[Collected data]
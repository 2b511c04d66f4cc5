//! Identifier sanitization shared with the code emitter.
//!
//! `depends_on` entries and emitted resource names are both produced by
//! [`sanitize_identifier`]. Any divergence between the two leaves dangling
//! references in generated code, so the rules below are fixed constants.

use std::collections::HashMap;

use sha2::{Digest, Sha256};

/// Maximum length of a sanitized identifier.
pub const MAX_IDENTIFIER_LEN: usize = 64;
/// Prefix for identifiers that would otherwise start with a digit.
pub const DIGIT_PREFIX: &str = "r_";
/// Name used when the input is empty.
pub const FALLBACK_IDENTIFIER: &str = "unnamed_resource";
/// Hex characters of the hash suffix appended on truncation.
const HASH_SUFFIX_LEN: usize = 8;

/// Turn an arbitrary name into a code identifier.
///
/// Characters outside `[A-Za-z0-9_]` become `_`, a leading digit gets
/// [`DIGIT_PREFIX`], and names longer than [`MAX_IDENTIFIER_LEN`] are cut
/// and suffixed with a hash of the original name. Applying it twice gives
/// the same result as applying it once.
pub fn sanitize_identifier(name: &str) -> String {
    if name.is_empty() {
        return FALLBACK_IDENTIFIER.to_string();
    }

    let mut identifier: String = name
        .chars()
        .map(|c| if c.is_ascii_alphanumeric() || c == '_' { c } else { '_' })
        .collect();

    if identifier.starts_with(|c: char| c.is_ascii_digit()) {
        identifier.insert_str(0, DIGIT_PREFIX);
    }

    if identifier.len() > MAX_IDENTIFIER_LEN {
        // Output is pure ASCII at this point, so byte truncation is safe.
        identifier.truncate(MAX_IDENTIFIER_LEN - HASH_SUFFIX_LEN - 1);
        identifier.push('_');
        identifier.push_str(&short_hash(name));
    }

    identifier
}

fn short_hash(name: &str) -> String {
    let digest = Sha256::digest(name.as_bytes());
    hex::encode(&digest[..HASH_SUFFIX_LEN / 2])
}

/// Memoizes [`sanitize_identifier`] for the duration of one analysis call.
#[derive(Debug, Default)]
pub struct IdentifierCache {
    entries: HashMap<String, String>,
}

impl IdentifierCache {
    pub fn new() -> Self {
        Self::default()
    }

    /// Sanitized form of `name`, computed at most once per cache.
    pub fn get(&mut self, name: &str) -> String {
        if let Some(identifier) = self.entries.get(name) {
            return identifier.clone();
        }
        let identifier = sanitize_identifier(name);
        self.entries.insert(name.to_string(), identifier.clone());
        identifier
    }

    pub fn len(&self) -> usize {
        self.entries.len()
    }

    pub fn is_empty(&self) -> bool {
        self.entries.is_empty()
    }
}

TASK TO CARRY OUT: I need each line above reproduced exactly.

PROBLEM SOLUTION:
repository 2b511c04d66f4cc5
//! Identifier sanitization shared with the code emitter.
//!
//! `depends_on` entries and emitted resource names are both produced by
//! [`sanitize_identifier`]. Any divergence between the two leaves dangling
//! references in generated code, so the rules below are fixed constants.

use std::collections::HashMap;

use sha2::{Digest, Sha256};

/// Maximum length of a sanitized identifier.
pub const MAX_IDENTIFIER_LEN: usize = 64;
/// Prefix for identifiers that would otherwise start with a digit.
pub const DIGIT_PREFIX: &str = "r_";
/// Name used when the input is empty.
pub const FALLBACK_IDENTIFIER: &str = "unnamed_resource";
/// Hex characters of the hash suffix appended on truncation.
const HASH_SUFFIX_LEN: usize = 8;

/// Turn an arbitrary name into a code identifier.
///
/// Characters outside `[A-Za-z0-9_]` become `_`, a leading digit gets
/// [`DIGIT_PREFIX`], and names longer than [`MAX_IDENTIFIER_LEN`] are cut
/// and suffixed with a hash of the original name. Applying it twice gives
/// the same result as applying it once.
pub fn sanitize_identifier(name: &str) -> String {
    if name.is_empty() {
        return FALLBACK_IDENTIFIER.to_string();
    }

    let mut identifier: String = name
        .chars()
        .map(|c| if c.is_ascii_alphanumeric() || c == '_' { c } else { '_' })
        .collect();

    if identifier.starts_with(|c: char| c.is_ascii_digit()) {
        identifier.insert_str(0, DIGIT_PREFIX);
    }

    if identifier.len() > MAX_IDENTIFIER_LEN {
        // Output is pure ASCII at this point, so byte truncation is safe.
        identifier.truncate(MAX_IDENTIFIER_LEN - HASH_SUFFIX_LEN - 1);
        identifier.push('_');
        identifier.push_str(&short_hash(name));
    }

    identifier
}

fn short_hash(name: &str) -> String {
    let digest = Sha256::digest(name.as_bytes());
    hex::encode(&digest[..HASH_SUFFIX_LEN / 2])
}

/// Memoizes [`sanitize_identifier`] for the duration of one analysis call.
#[derive(Debug, Default)]
pub struct IdentifierCache {
    entries: HashMap<String, String>,
}

impl IdentifierCache {
    pub fn new() -> Self {
        Self::default()
    }

    /// Sanitized form of `name`, computed at most once per cache.
    pub fn get(&mut self, name: &str) -> String {
        if let Some(identifier) = self.entries.get(name) {
            return identifier.clone();
        }
        let identifier = sanitize_identifier(name);
        self.entries.insert(name.to_string(), identifier.clone());
        identifier
    }

    pub fn len(&self) -> usize {
        self.entries.len()
    }

    pub fn is_empty(&self) -> bool {
        self.entries.is_empty()
    }
}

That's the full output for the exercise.